Taiyyab Ahmed was paid £200 to take cannabis and tobacco into HMP Featherstone, near Wolverhampton, during a visit to his uncle, an inmate serving seven years for drugs importation offences, Stafford Crown Court heard.

Ahmed, aged 20, signed the disclosure forms at the entrance, declaring he was not carrying anything he should not bring into a prison, said Mr Patrick Sullivan, prosecuting.

But he was targeted by a drugs dog and led away for questioning. After initial denials, he owned up to having 1.6 grams of cannabis and 84.4 grams of tobacco hidden in two packages which he had secreted in his mouth and his groin.

The quantity of tobacco, which is now banned inside prison, would have cost £36 from a shop but its jail value was a ‘staggering’ £8,400, said Mr Sullivan.

The value of the cannabis would have done £120 in prison, four times its street worth. The drugs and tobacco were mixed together inside the packages.

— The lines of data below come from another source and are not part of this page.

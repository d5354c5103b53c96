use tracing::{debug, trace};

use super::command::CommandOutput;
use super::context::CommandContext;
use super::parser::parse_command;
use super::registry::CommandRegistry;

/// Runs one command line. Never fails: every problem becomes output text.
pub fn execute_command<'a>(
    registry: &'a CommandRegistry,
    line: &str,
    ctx: &mut CommandContext<'a>,
) -> CommandOutput {
    let parsed = parse_command(line);
    ctx.registry = Some(registry);
    ctx.original = parsed.original.clone();

    if parsed.is_empty() {
        return CommandOutput::Empty;
    }
    if let Some(error) = &parsed.error {
        trace!(%error, "parse warning");
    }

    let Some(command) = registry.resolve(&parsed.command) else {
        return CommandOutput::text(format!("Unknown command: {}", parsed.command));
    };
    let spec = command.spec();

    let required: Vec<_> = spec.required_args().collect();
    if parsed.args.len() < required.len() {
        let missing: Vec<_> = required[parsed.args.len()..].iter().map(|a| a.name).collect();
        return CommandOutput::Lines(vec![
            format!("Missing required argument(s): {}", missing.join(", ")),
            format!("Usage: {}", spec.usage),
        ]);
    }

    trace!(command = spec.name, args = ?parsed.args, "executing");
    match command.execute(&parsed.args, ctx) {
        Ok(output) => output,
        Err(e) => {
            debug!(command = spec.name, "command failed: {e:#}");
            CommandOutput::text(format!("Error executing command: {e}"))
        }
    }
}
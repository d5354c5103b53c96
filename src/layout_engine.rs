pub mod geometry;
pub mod graph;
pub mod manager;
pub mod navigation;
pub mod resize;
pub mod tree_ops;

pub use geometry::{Bounds, MinimumSize, Rect, Viewport, WindowBounds, compute_bounds, is_adjacent};
pub use graph::{Direction, Orientation, ParseDirectionError};
pub use manager::{CreateOutcome, ResizeOutcome, SplitOutcome, WindowManager};
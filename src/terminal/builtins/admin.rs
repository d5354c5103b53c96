use super::window::transform_current;
use crate::model::WindowType;
use crate::terminal::command::{
    ArgSpec, Category, Command, CommandOutput, CommandSpec, missing_capability,
};
use crate::terminal::context::CommandContext;

const DENIED: &str = "Permission denied: admin access required.";

pub struct AdminCommand {
    spec: CommandSpec,
}

impl AdminCommand {
    pub fn new() -> Self {
        Self {
            spec: CommandSpec {
                name: "admin",
                aliases: &[],
                description: "Open the admin panel in this window",
                usage: "admin",
                args: vec![],
                category: Category::Admin,
            },
        }
    }
}

impl Command for AdminCommand {
    fn spec(&self) -> &CommandSpec { &self.spec }

    fn execute(&self, _: &[String], ctx: &mut CommandContext<'_>) -> anyhow::Result<CommandOutput> {
        if !ctx.is_admin() {
            return Ok(CommandOutput::text(DENIED));
        }
        Ok(transform_current(ctx, WindowType::Admin))
    }
}

pub struct AnnouncementCommand {
    spec: CommandSpec,
}

impl AnnouncementCommand {
    pub fn new() -> Self {
        Self {
            spec: CommandSpec {
                name: "announcement",
                aliases: &["announce"],
                description: "Broadcast a message to every user",
                usage: "announcement \"<text>\"",
                args: vec![ArgSpec::required("text", "Message to broadcast")],
                category: Category::Admin,
            },
        }
    }
}

impl Command for AnnouncementCommand {
    fn spec(&self) -> &CommandSpec { &self.spec }

    fn execute(&self, args: &[String], ctx: &mut CommandContext<'_>) -> anyhow::Result<CommandOutput> {
        let Some(user) = ctx.user.clone().filter(|u| u.is_admin) else {
            return Ok(CommandOutput::text(DENIED));
        };
        let text = args.join(" ");
        if text.trim().is_empty() {
            return Ok(CommandOutput::text("Announcement text must not be empty."));
        }
        let Some(announcer) = ctx.announcer.as_deref_mut() else {
            return Ok(missing_capability("announcer"));
        };
        announcer.announce(&user, &text)?;
        Ok(CommandOutput::text(format!("Announcement sent: {text}")))
    }
}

Ahmed, a student at Aston University, who had no previous convictions, told police his involvement was ‘purely financial’.

But Mr Simon Warlock, defending him, claimed Ahmed was vulnerable to bullying and has been made to carry out the offences against his will.

“He is a naive young man who was, it seems likely, manipulated by others and did what he was told to do,” he added.

Ahmed, of Kenelm Road, Birmingham, pleaded guilty to possessing cannabis with intent to supply on October 4 last year. He also admitted two further charges of conveying cannabis and tobacco into a prison.

Sentencing him to a total of four months behind bars, Stafford recorder Judge Michael Chambers, QC, said smuggling drugs into jail undermined the work of the prison authorities and led to debts, bullying and the committal of other offences.

Refusing to suspend the sentence, he told Ahmed: “You’re clearly an intelligent young man, but I’m afraid the appropriate punishment can only be achieved by immediate imprisonment.”